◆ SUPPLIED ENTRIES:
____________________

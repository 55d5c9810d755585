//! Terminal rendering of a meeting session.

use lightning_round_core::storage::DisplayConfig;
use lightning_round_core::{AdvanceReason, Event, MeetingState, ParticipantStatus, Session};

/// `MM:SS`, minutes and seconds zero-padded to two digits.
pub fn format_clock(total_secs: u64) -> String {
    format!("{:02}:{:02}", total_secs / 60, total_secs % 60)
}

/// Colour band of the countdown.
#[derive(Debug, Clone, Copy, PartialEq, Eq)]
pub enum TimerPhase {
    Normal,
    Amber,
    Critical,
    /// Time is up, or none was allocated.
    Neutral,
}

impl TimerPhase {
    pub fn of(remaining: u64, total: u64, display: &DisplayConfig) -> Self {
        if total == 0 || remaining == 0 {
            TimerPhase::Neutral
        } else if remaining <= display.critical_secs {
            TimerPhase::Critical
        } else if remaining as f64 <= total as f64 * display.amber_ratio {
            TimerPhase::Amber
        } else {
            TimerPhase::Normal
        }
    }

    fn ansi(self) -> &'static str {
        match self {
            TimerPhase::Normal => "\x1b[32m",
            TimerPhase::Amber => "\x1b[33m",
            TimerPhase::Critical => "\x1b[31m",
            TimerPhase::Neutral => "\x1b[90m",
        }
    }
}

const RESET: &str = "\x1b[0m";

/// One-line status redrawn on every tick.
pub fn status_line(session: &Session, display: &DisplayConfig, color: bool) -> String {
    let Some(speaker) = session.current_speaker() else {
        return format!("[{}]", state_label(session.state()));
    };

    let clock = format_clock(session.current_time_remaining());
    let clock = if color {
        let phase = TimerPhase::of(
            session.current_time_remaining(),
            session.time_per_speaker(),
            display,
        );
        format!("{}{clock}{RESET}", phase.ansi())
    } else {
        clock
    };

    let mut line = format!(
        "[{}] {} {} / {}",
        state_label(session.state()),
        speaker.name,
        clock,
        format_clock(session.time_per_speaker()),
    );
    if display.show_next_speaker {
        match session.next_speaker() {
            Some(next) => line.push_str(&format!("  next: {}", next.name)),
            None => line.push_str("  last speaker"),
        }
    }
    line
}

/// Full participant list with turn markers.
pub fn board(session: &Session) -> String {
    session
        .participants()
        .iter()
        .enumerate()
        .map(|(index, p)| {
            let marker = match p.status {
                ParticipantStatus::Speaking => ">",
                ParticipantStatus::Spoken => "x",
                ParticipantStatus::Pending => " ",
            };
            format!(" {marker} {:>2}. {}", index + 1, p.name)
        })
        .collect::<Vec<_>>()
        .join("\n")
}

/// Human-readable line for an event, if it deserves one.
pub fn describe(event: &Event) -> Option<String> {
    match event {
        Event::MeetingStarted {
            participants,
            time_per_speaker_secs,
            first_speaker,
            ..
        } => Some(format!(
            "Meeting started: {participants} {}, {} each. {first_speaker} goes first.",
            if *participants == 1 { "person" } else { "people" },
            format_clock(*time_per_speaker_secs),
        )),
        Event::MeetingPaused { .. } => Some("Paused. Press Enter to resume.".into()),
        Event::MeetingResumed { .. } => Some("Resumed.".into()),
        Event::SpeakerAdvanced {
            speaker, reason, ..
        } => Some(match reason {
            AdvanceReason::TimeUp => format!("Time's up! Next: {speaker}"),
            AdvanceReason::Skipped => format!("Skipped. Next: {speaker}"),
        }),
        Event::MeetingFinished { .. } => Some(
            "Meeting finished! All participants have had their turn. [r] new round, [q] quit"
                .into(),
        ),
        Event::MeetingEnded { .. } => {
            Some("Meeting reset. [r] start a new round, [q] quit".into())
        }
        Event::StateSnapshot { .. } => None,
    }
}

pub const HELP: &str =
    "Keys: [Enter]/p pause-resume  s skip  e end  r new round  q quit  h help";

fn state_label(state: MeetingState) -> &'static str {
    match state {
        MeetingState::Idle => "IDLE",
        MeetingState::Running => "RUNNING",
        MeetingState::Paused => "PAUSED",
        MeetingState::Finished => "FINISHED",
    }
}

____________________

◆ WORK TASK:
A faithful retyping of every entry above is the task.

◆ RESULT OF THIS TASK:
repository 55d5c9810d755585
//! Terminal rendering of a meeting session.

use lightning_round_core::storage::DisplayConfig;
use lightning_round_core::{AdvanceReason, Event, MeetingState, ParticipantStatus, Session};

/// `MM:SS`, minutes and seconds zero-padded to two digits.
pub fn format_clock(total_secs: u64) -> String {
    format!("{:02}:{:02}", total_secs / 60, total_secs % 60)
}

/// Colour band of the countdown.
#[derive(Debug, Clone, Copy, PartialEq, Eq)]
pub enum TimerPhase {
    Normal,
    Amber,
    Critical,
    /// Time is up, or none was allocated.
    Neutral,
}

impl TimerPhase {
    pub fn of(remaining: u64, total: u64, display: &DisplayConfig) -> Self {
        if total == 0 || remaining == 0 {
            TimerPhase::Neutral
        } else if remaining <= display.critical_secs {
            TimerPhase::Critical
        } else if remaining as f64 <= total as f64 * display.amber_ratio {
            TimerPhase::Amber
        } else {
            TimerPhase::Normal
        }
    }

    fn ansi(self) -> &'static str {
        match self {
            TimerPhase::Normal => "\x1b[32m",
            TimerPhase::Amber => "\x1b[33m",
            TimerPhase::Critical => "\x1b[31m",
            TimerPhase::Neutral => "\x1b[90m",
        }
    }
}

const RESET: &str = "\x1b[0m";

/// One-line status redrawn on every tick.
pub fn status_line(session: &Session, display: &DisplayConfig, color: bool) -> String {
    let Some(speaker) = session.current_speaker() else {
        return format!("[{}]", state_label(session.state()));
    };

    let clock = format_clock(session.current_time_remaining());
    let clock = if color {
        let phase = TimerPhase::of(
            session.current_time_remaining(),
            session.time_per_speaker(),
            display,
        );
        format!("{}{clock}{RESET}", phase.ansi())
    } else {
        clock
    };

    let mut line = format!(
        "[{}] {} {} / {}",
        state_label(session.state()),
        speaker.name,
        clock,
        format_clock(session.time_per_speaker()),
    );
    if display.show_next_speaker {
        match session.next_speaker() {
            Some(next) => line.push_str(&format!("  next: {}", next.name)),
            None => line.push_str("  last speaker"),
        }
    }
    line
}

/// Full participant list with turn markers.
pub fn board(session: &Session) -> String {
    session
        .participants()
        .iter()
        .enumerate()
        .map(|(index, p)| {
            let marker = match p.status {
                ParticipantStatus::Speaking => ">",
                ParticipantStatus::Spoken => "x",
                ParticipantStatus::Pending => " ",
            };
            format!(" {marker} {:>2}. {}", index + 1, p.name)
        })
        .collect::<Vec<_>>()
        .join("\n")
}

/// Human-readable line for an event, if it deserves one.
pub fn describe(event: &Event) -> Option<String> {
    match event {
        Event::MeetingStarted {
            participants,
            time_per_speaker_secs,
            first_speaker,
            ..
        } => Some(format!(
            "Meeting started: {participants} {}, {} each. {first_speaker} goes first.",
            if *participants == 1 { "person" } else { "people" },
            format_clock(*time_per_speaker_secs),
        )),
        Event::MeetingPaused { .. } => Some("Paused. Press Enter to resume.".into()),
        Event::MeetingResumed { .. } => Some("Resumed.".into()),
        Event::SpeakerAdvanced {
            speaker, reason, ..
        } => Some(match reason {
            AdvanceReason::TimeUp => format!("Time's up! Next: {speaker}"),
            AdvanceReason::Skipped => format!("Skipped. Next: {speaker}"),
        }),
        Event::MeetingFinished { .. } => Some(
            "Meeting finished! All participants have had their turn. [r] new round, [q] quit"
                .into(),
        ),
        Event::MeetingEnded { .. } => {
            Some("Meeting reset. [r] start a new round, [q] quit".into())
        }
        Event::StateSnapshot { .. } => None,
    }
}

pub const HELP: &str =
    "Keys: [Enter]/p pause-resume  s skip  e end  r new round  q quit  h help";

fn state_label(state: MeetingState) -> &'static str {
    match state {
        MeetingState::Idle => "IDLE",
        MeetingState::Running => "RUNNING",
        MeetingState::Paused => "PAUSED",
        MeetingState::Finished => "FINISHED",
    }
}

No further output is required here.